_PROBLEM REQUIREMENTS_: In the data that follows, find each line containing "info" and copy it.

_Entries taken from a collection_:
····················
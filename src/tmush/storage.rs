use std::path::Path;

use log::{debug, info};
use sled::IVec;

use crate::tmush::errors::TinyMushError;
use crate::tmush::types::{ObjectRecord, OBJECT_SCHEMA_VERSION};
use crate::tmush::world::World;

const TREE_OBJECTS: &str = "mushcraft_objects";
const OBJECT_PREFIX: &str = "objects:";

/// Sled-backed persistence for world objects, keyed by object id.
pub struct ObjectStore {
    _db: sled::Db,
    objects: sled::Tree,
}

impl ObjectStore {
    /// Open (or create) the object store rooted at `path`.
    pub fn open<P: AsRef<Path>>(path: P) -> Result<Self, TinyMushError> {
        let path_ref = path.as_ref();
        std::fs::create_dir_all(path_ref)?;
        let db = sled::open(path_ref)?;
        let objects = db.open_tree(TREE_OBJECTS)?;
        Ok(Self { _db: db, objects })
    }

    fn object_key(object_id: &str) -> Vec<u8> {
        format!("{}{}", OBJECT_PREFIX, object_id).into_bytes()
    }

    fn serialize(record: &ObjectRecord) -> Result<Vec<u8>, TinyMushError> {
        Ok(bincode::serialize(record)?)
    }

    fn deserialize(bytes: IVec) -> Result<ObjectRecord, TinyMushError> {
        let record: ObjectRecord = bincode::deserialize(&bytes)?;
        if record.schema_version != OBJECT_SCHEMA_VERSION {
            return Err(TinyMushError::SchemaMismatch {
                entity: "object",
                expected: OBJECT_SCHEMA_VERSION,
                found: record.schema_version,
            });
        }
        Ok(record)
    }

    /// Insert or update an object record.
    pub fn put_object(&self, mut record: ObjectRecord) -> Result<(), TinyMushError> {
        record.schema_version = OBJECT_SCHEMA_VERSION;
        let key = Self::object_key(&record.id);
        let bytes = Self::serialize(&record)?;
        self.objects.insert(key, bytes)?;
        self.objects.flush()?;
        Ok(())
    }

    pub fn get_object(&self, object_id: &str) -> Result<ObjectRecord, TinyMushError> {
        let key = Self::object_key(object_id);
        let Some(bytes) = self.objects.get(key)? else {
            return Err(TinyMushError::NotFound(format!("object: {}", object_id)));
        };
        Self::deserialize(bytes)
    }

    /// Remove an object. Returns whether it existed.
    pub fn delete_object(&self, object_id: &str) -> Result<bool, TinyMushError> {
        let existed = self.objects.remove(Self::object_key(object_id))?.is_some();
        self.objects.flush()?;
        Ok(existed)
    }

    pub fn list_object_ids(&self) -> Result<Vec<String>, TinyMushError> {
        let mut ids = Vec::new();
        for entry in self.objects.scan_prefix(OBJECT_PREFIX.as_bytes()) {
            let (key, _) = entry?;
            let text = String::from_utf8_lossy(&key);
            if let Some(id) = text.strip_prefix(OBJECT_PREFIX) {
                ids.push(id.to_string());
            }
        }
        Ok(ids)
    }

    pub fn list_objects(&self) -> Result<Vec<ObjectRecord>, TinyMushError> {
        self.objects
            .scan_prefix(OBJECT_PREFIX.as_bytes())
            .map(|result| {
                result
                    .map_err(TinyMushError::from)
                    .and_then(|(_key, value)| Self::deserialize(value))
            })
            .collect()
    }

    /// Replace the stored snapshot with every object currently in `world`.
    /// Objects destroyed since the last save disappear from the store. The
    /// removals and writes land as one batch, so a crash leaves either the old
    /// snapshot or the new one.
    pub fn save_world(&self, world: &World) -> Result<usize, TinyMushError> {
        let mut batch = sled::Batch::default();
        for entry in self.objects.scan_prefix(OBJECT_PREFIX.as_bytes()) {
            let (key, _) = entry?;
            batch.remove(key);
        }
        let mut written = 0usize;
        for record in world.objects() {
            let bytes = Self::serialize(&record)?;
            batch.insert(Self::object_key(&record.id), bytes);
            written += 1;
        }
        self.objects.apply_batch(batch)?;
        self.objects.flush()?;
        info!("saved {} objects", written);
        Ok(written)
    }

    /// Insert every stored object into `world`, replacing same-id entries.
    pub fn load_into(&self, world: &World) -> Result<usize, TinyMushError> {
        let records = self.list_objects()?;
        let loaded = records.len();
        for record in records {
            debug!("loading object {}", record.id);
            world.insert(record);
        }
        info!("loaded {} objects", loaded);
        Ok(loaded)
    }
}

#[cfg(test)]
mod tests {
    use super::*;
    use crate::tmush::harvest::HarvestTarget;
    use crate::tmush::stack::StackUnit;
    use tempfile::TempDir;

    fn sample_world() -> World {
        let world = World::new();
        world.insert(ObjectRecord::room("glade", "Glade", "A clearing."));
        world.insert(ObjectRecord::character("alice", "Alice", "glade"));
        world.insert(
            ObjectRecord::tree("oak", "the oak", HarvestTarget::new(20, "log", 3)).at("glade"),
        );
        world.insert(
            ObjectRecord::item("logs", "log", "Log", "A generic log.")
                .with_stack(StackUnit::stack_of(4).unwrap())
                .at("alice"),
        );
        world
    }

    #[test]
    fn test_put_get_delete() {
        let dir = TempDir::new().unwrap();
        let store = ObjectStore::open(dir.path()).unwrap();
        let record = ObjectRecord::item("axe", "axe", "Axe", "A sharp axe.");
        store.put_object(record).unwrap();

        let loaded = store.get_object("axe").unwrap();
        assert_eq!(loaded.name, "Axe");
        assert!(store.delete_object("axe").unwrap());
        assert!(!store.delete_object("axe").unwrap());
        assert!(matches!(
            store.get_object("axe"),
            Err(TinyMushError::NotFound(_))
        ));
    }

    #[test]
    fn test_world_round_trip_preserves_stacks_and_targets() {
        let dir = TempDir::new().unwrap();
        let store = ObjectStore::open(dir.path()).unwrap();
        let world = sample_world();
        assert_eq!(store.save_world(&world).unwrap(), 4);

        let restored = World::new();
        assert_eq!(store.load_into(&restored).unwrap(), 4);
        let logs = restored.get("logs").unwrap();
        assert!(logs.stack.stackable());
        assert_eq!(logs.stack.count(), 4);
        let oak = restored.get("oak").unwrap();
        assert_eq!(oak.harvest.as_ref().unwrap().hp(), 20);
        assert!(!oak.allows("get"));
    }

    #[test]
    fn test_save_drops_removed_objects() {
        let dir = TempDir::new().unwrap();
        let store = ObjectStore::open(dir.path()).unwrap();
        let world = sample_world();
        store.save_world(&world).unwrap();
        world.remove("oak");
        store.save_world(&world).unwrap();

        let mut ids = store.list_object_ids().unwrap();
        ids.sort();
        assert_eq!(ids, vec!["alice", "glade", "logs"]);
    }

    #[test]
    fn test_resave_overwrites_changed_objects() {
        let dir = TempDir::new().unwrap();
        let store = ObjectStore::open(dir.path()).unwrap();
        let world = sample_world();
        store.save_world(&world).unwrap();

        world.consume_object("logs", 3).unwrap();
        assert_eq!(store.save_world(&world).unwrap(), 4);
        assert_eq!(store.get_object("logs").unwrap().stack.count(), 1);
        assert_eq!(store.list_objects().unwrap().len(), 4);
    }

    #[test]
    fn test_schema_mismatch_detected() {
        let dir = TempDir::new().unwrap();
        let store = ObjectStore::open(dir.path()).unwrap();
        let mut record = ObjectRecord::item("old", "axe", "Axe", "Rusty.");
        record.schema_version = OBJECT_SCHEMA_VERSION + 1;
        let bytes = bincode::serialize(&record).unwrap();
        store
            .objects
            .insert(ObjectStore::object_key("old"), bytes)
            .unwrap();
        assert!(matches!(
            store.get_object("old"),
            Err(TinyMushError::SchemaMismatch { entity: "object", .. })
        ));
    }
}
····················
_RESULT FOR THIS EXERCISE_:
use log::{debug, info};
        info!("saved {} objects", written);
        info!("loaded {} objects", loaded);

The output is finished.